Ventilator-associated pneumonia (VAP) is classified as early-onset or late-onset, in part, to identify subjects at risk for infection with resistant pathogens. We assessed differences in the bacterial etiology of early-onset versus late-onset VAP. Subjects enrolled in 2004-2006 in 2 clinical studies of doripenem versus imipenem or piperacillin/tazobactam, with a diagnosis of VAP (n = 500) were included in the analysis. Subjects were classified by ventilator status: early-onset VAP (< 5 d of ventilation) or late-onset VAP (≥ 5 d of ventilation).

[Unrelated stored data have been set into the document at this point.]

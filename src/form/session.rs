use crate::enrichment::nearby;
use crate::error::{EnrichmentError, FormError, SyncError};
use crate::form::collections::{
    self, AreaField, Areas, Collection, EditOutcome, FeatureField, Features, Floorplans, ImageField,
    Images,
};
use crate::form::fields::{set_field, FieldChange};
use crate::form::steps::FormStep;
use crate::models::{ImageKind, Place, PropertyFormData};
use crate::sync::{MediaUploader, PropertyStore, PropertySync, SaveReceipt, UploadFile};
use chrono::{DateTime, Utc};
use serde_json::Value;
use tracing::{debug, info, warn};

/// Whether the in-memory form has edits the store has not confirmed
#[derive(Debug, Clone, Copy, PartialEq, Eq)]
pub enum SaveState {
    Clean,
    Dirty { since: DateTime<Utc> },
}

/// What happened to the autosave attempted before a step change
#[derive(Debug, Clone, PartialEq)]
pub enum SaveAttempt {
    /// No pending changes, or the property has never been saved
    Skipped,
    Saved,
    /// The step changed anyway; the edits stay pending
    Failed(String),
}

#[derive(Debug, Clone, PartialEq)]
pub struct StepChange {
    pub from: FormStep,
    pub to: FormStep,
    pub save: SaveAttempt,
}

/// One editing session over a property: the current snapshot, its save state
/// and the form step being shown.
#[derive(Debug, Clone)]
pub struct FormSession {
    data: PropertyFormData,
    save_state: SaveState,
    last_saved: Option<DateTime<Utc>>,
    step: FormStep,
}

impl FormSession {
    pub fn new(data: PropertyFormData) -> Self {
        Self {
            data,
            save_state: SaveState::Clean,
            last_saved: None,
            step: FormStep::GeneralInfo,
        }
    }

    pub fn data(&self) -> &PropertyFormData {
        &self.data
    }

    pub fn save_state(&self) -> SaveState {
        self.save_state
    }

    pub fn has_pending_changes(&self) -> bool {
        matches!(self.save_state, SaveState::Dirty { .. })
    }

    pub fn last_saved(&self) -> Option<DateTime<Utc>> {
        self.last_saved
    }

    pub fn current_step(&self) -> FormStep {
        self.step
    }

    /// Flag unsaved edits. Keeps the original timestamp if already dirty.
    pub fn mark_dirty(&mut self) {
        if self.save_state == SaveState::Clean {
            self.save_state = SaveState::Dirty { since: Utc::now() };
        }
    }

    fn mark_saved(&mut self) {
        self.save_state = SaveState::Clean;
        self.last_saved = Some(Utc::now());
    }

    fn apply(&mut self, edit: collections::Edit) -> EditOutcome {
        if !matches!(edit.outcome, EditOutcome::Missing { .. }) {
            self.data = edit.state;
            self.mark_dirty();
        }
        edit.outcome
    }

    // Field edits

    pub fn change_field(&mut self, change: FieldChange) {
        debug!("Field change: {:?}", change);
        self.data = set_field(&self.data, change);
        self.mark_dirty();
    }

    /// Apply a change keyed by its form name, as sent by the UI
    pub fn change_named_field(&mut self, name: &str, value: Value) -> Result<(), FormError> {
        let change = FieldChange::from_named(name, value)?;
        self.change_field(change);
        Ok(())
    }

    // Collection edits

    pub fn add<C: Collection>(&mut self) -> EditOutcome {
        self.apply(collections::add::<C>(&self.data))
    }

    pub fn remove<C: Collection>(&mut self, id: &str) -> EditOutcome {
        self.apply(collections::remove::<C>(&self.data, id))
    }

    pub fn update<C: Collection>(&mut self, id: &str, field: C::Field) -> EditOutcome {
        self.apply(collections::update::<C>(&self.data, id, field))
    }

    pub fn add_feature(&mut self) -> EditOutcome {
        self.add::<Features>()
    }

    pub fn remove_feature(&mut self, id: &str) -> EditOutcome {
        self.remove::<Features>(id)
    }

    pub fn update_feature(&mut self, id: &str, description: &str) -> EditOutcome {
        self.update::<Features>(id, FeatureField::Description(description.to_string()))
    }

    pub fn add_area(&mut self) -> EditOutcome {
        self.add::<Areas>()
    }

    pub fn remove_area(&mut self, id: &str) -> EditOutcome {
        self.remove::<Areas>(id)
    }

    pub fn update_area(&mut self, id: &str, field: AreaField) -> EditOutcome {
        self.update::<Areas>(id, field)
    }

    pub fn select_area_images(&mut self, area_id: &str, image_ids: &[String]) -> EditOutcome {
        self.apply(collections::select_area_images(&self.data, area_id, image_ids))
    }

    pub fn remove_area_image(&mut self, area_id: &str, image_id: &str) -> EditOutcome {
        self.apply(collections::remove_area_image(&self.data, area_id, image_id))
    }

    pub fn remove_image(&mut self, id: &str) -> EditOutcome {
        self.apply(collections::remove_image(&self.data, id))
    }

    pub fn update_image(&mut self, id: &str, field: ImageField) -> EditOutcome {
        self.update::<Images>(id, field)
    }

    pub fn reorder_images(&mut self, ids: &[String]) -> EditOutcome {
        self.apply(collections::reorder_images(&self.data, ids))
    }

    pub fn set_main_image(&mut self, id: &str) -> EditOutcome {
        self.apply(collections::set_main_image(&self.data, id))
    }

    pub fn toggle_featured_image(&mut self, id: &str) -> EditOutcome {
        self.apply(collections::toggle_featured_image(&self.data, id))
    }

    pub fn remove_floorplan(&mut self, id: &str) -> EditOutcome {
        self.remove::<Floorplans>(id)
    }

    pub fn update_floorplan(&mut self, id: &str, field: ImageField) -> EditOutcome {
        self.update::<Floorplans>(id, field)
    }

    pub fn remove_nearby_place(&mut self, id: &str) -> EditOutcome {
        self.apply(collections::remove_nearby_place(&self.data, id))
    }

    pub fn set_place_visibility(&mut self, id: &str, visible: bool) -> EditOutcome {
        self.apply(collections::set_place_visibility(&self.data, id, visible))
    }

    /// Add places not yet listed; returns how many were added
    pub fn merge_places(&mut self, incoming: &[Place]) -> usize {
        let merged = nearby::merge_places(&self.data.nearby_places, incoming);
        let added = merged.len() - self.data.nearby_places.len();
        if added > 0 {
            self.data.nearby_places = merged;
            self.mark_dirty();
        }
        info!("Merged {} new nearby place(s)", added);
        added
    }

    /// Point `map_image` at a static map of the property's coordinates
    pub fn generate_map(&mut self, api_key: &str) -> Result<(), EnrichmentError> {
        let url = nearby::property_map_url(&self.data, api_key)?;
        info!("Generated map image for property");
        self.change_field(FieldChange::MapImage(Some(url)));
        Ok(())
    }

    /// Upload files and append them as images or floorplans
    pub async fn upload_media<U: MediaUploader + ?Sized>(
        &mut self,
        uploader: &U,
        kind: ImageKind,
        files: Vec<UploadFile>,
    ) -> anyhow::Result<EditOutcome> {
        let urls = uploader.upload(self.data.id.as_deref(), kind, files).await?;
        Ok(self.apply(collections::attach_uploaded(&self.data, kind, &urls)))
    }

    // Persistence

    /// Save the current snapshot. On success the session becomes clean and
    /// adopts the id of a newly created property and the row ids of its media.
    pub async fn save<S: PropertyStore>(
        &mut self,
        sync: &PropertySync<S>,
    ) -> Result<SaveReceipt, SyncError> {
        let snapshot = self.data.clone();
        let receipt = sync.save(&snapshot).await?;
        if receipt.created {
            self.data.id = Some(receipt.property_id.clone());
        }
        self.data = collections::adopt_media_ids(&self.data, &receipt.media_ids);
        self.mark_saved();
        Ok(receipt)
    }

    pub async fn assign_object_id<S: PropertyStore>(
        &mut self,
        sync: &PropertySync<S>,
        object_id: &str,
    ) -> Result<(), SyncError> {
        sync.save_column(&self.data, "object_id", Value::from(object_id))
            .await?;
        self.data.object_id = Some(object_id.to_string());
        Ok(())
    }

    /// Assign an agent; a blank id unassigns
    pub async fn assign_agent<S: PropertyStore>(
        &mut self,
        sync: &PropertySync<S>,
        agent_id: &str,
    ) -> Result<(), SyncError> {
        let agent = Some(agent_id.trim())
            .filter(|id| !id.is_empty())
            .map(str::to_string);
        let value = agent.clone().map_or(Value::Null, Value::String);
        sync.save_column(&self.data, "agent_id", value).await?;
        self.data.agent_id = agent;
        Ok(())
    }

    pub async fn assign_template<S: PropertyStore>(
        &mut self,
        sync: &PropertySync<S>,
        template_id: &str,
    ) -> Result<(), SyncError> {
        sync.save_column(&self.data, "template_id", Value::from(template_id))
            .await?;
        self.data.template_id = Some(template_id.to_string());
        Ok(())
    }

    // Step navigation

    pub async fn next<S: PropertyStore>(&mut self, sync: &PropertySync<S>) -> StepChange {
        let target = self.step.index() + 1;
        self.navigate(sync, target).await
    }

    pub async fn previous<S: PropertyStore>(&mut self, sync: &PropertySync<S>) -> StepChange {
        let target = self.step.index().saturating_sub(1);
        self.navigate(sync, target).await
    }

    pub async fn go_to<S: PropertyStore>(&mut self, sync: &PropertySync<S>, step: usize) -> StepChange {
        self.navigate(sync, step).await
    }

    /// Autosave pending edits of a saved property, then move to `target`.
    ///
    /// The step always changes, even when the save fails.
    async fn navigate<S: PropertyStore>(&mut self, sync: &PropertySync<S>, target: usize) -> StepChange {
        let from = self.step;
        let save = if self.has_pending_changes() && self.data.id.is_some() {
            match self.save(sync).await {
                Ok(_) => SaveAttempt::Saved,
                Err(e) => {
                    warn!("Changes couldn't be saved before changing step: {}", e);
                    SaveAttempt::Failed(e.to_string())
                }
            }
        } else {
            SaveAttempt::Skipped
        };

        self.step = FormStep::clamped(target);
        debug!("Step {:?} -> {:?} ({:?})", from, self.step, save);
        StepChange {
            from,
            to: self.step,
            save,
        }
    }
}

Baseline demographics and bacterial etiology were analyzed by VAP status. Late-onset VAP subjects had higher Acute Physiology and Chronic Health Evaluation (APACHE II) scores (mean 16.6 versus 15.5, P = .008). There were no significant differences in Clinical Pulmonary Infection Score, sex, age, or presence of bacteremia between the groups. A total of 496 subjects had a baseline pathogen, and 50% of subjects in each group had ≥ 2 pathogens. With the exception of Staphylococcus aureus, which was common in early-onset VAP, the pathogens (including potentially multidrug-resistant (MDR) pathogens) isolated from early-onset versus late-onset VAP were not significantly different between groups. Acinetobacter baumannii or Pseudomonas aeruginosa with decreased susceptibility to any study drug was observed in early-onset and late-onset VAP subjects. There were no significant differences in the prevalence of potential MDR pathogens associated with early-onset or late-onset VAP, even in subjects with prior antibiotics. Empiric therapy for early-onset VAP should also include agents likely to be effective for potential MDR pathogens. Further prospective studies should evaluate microbiology trends in subjects with VAP.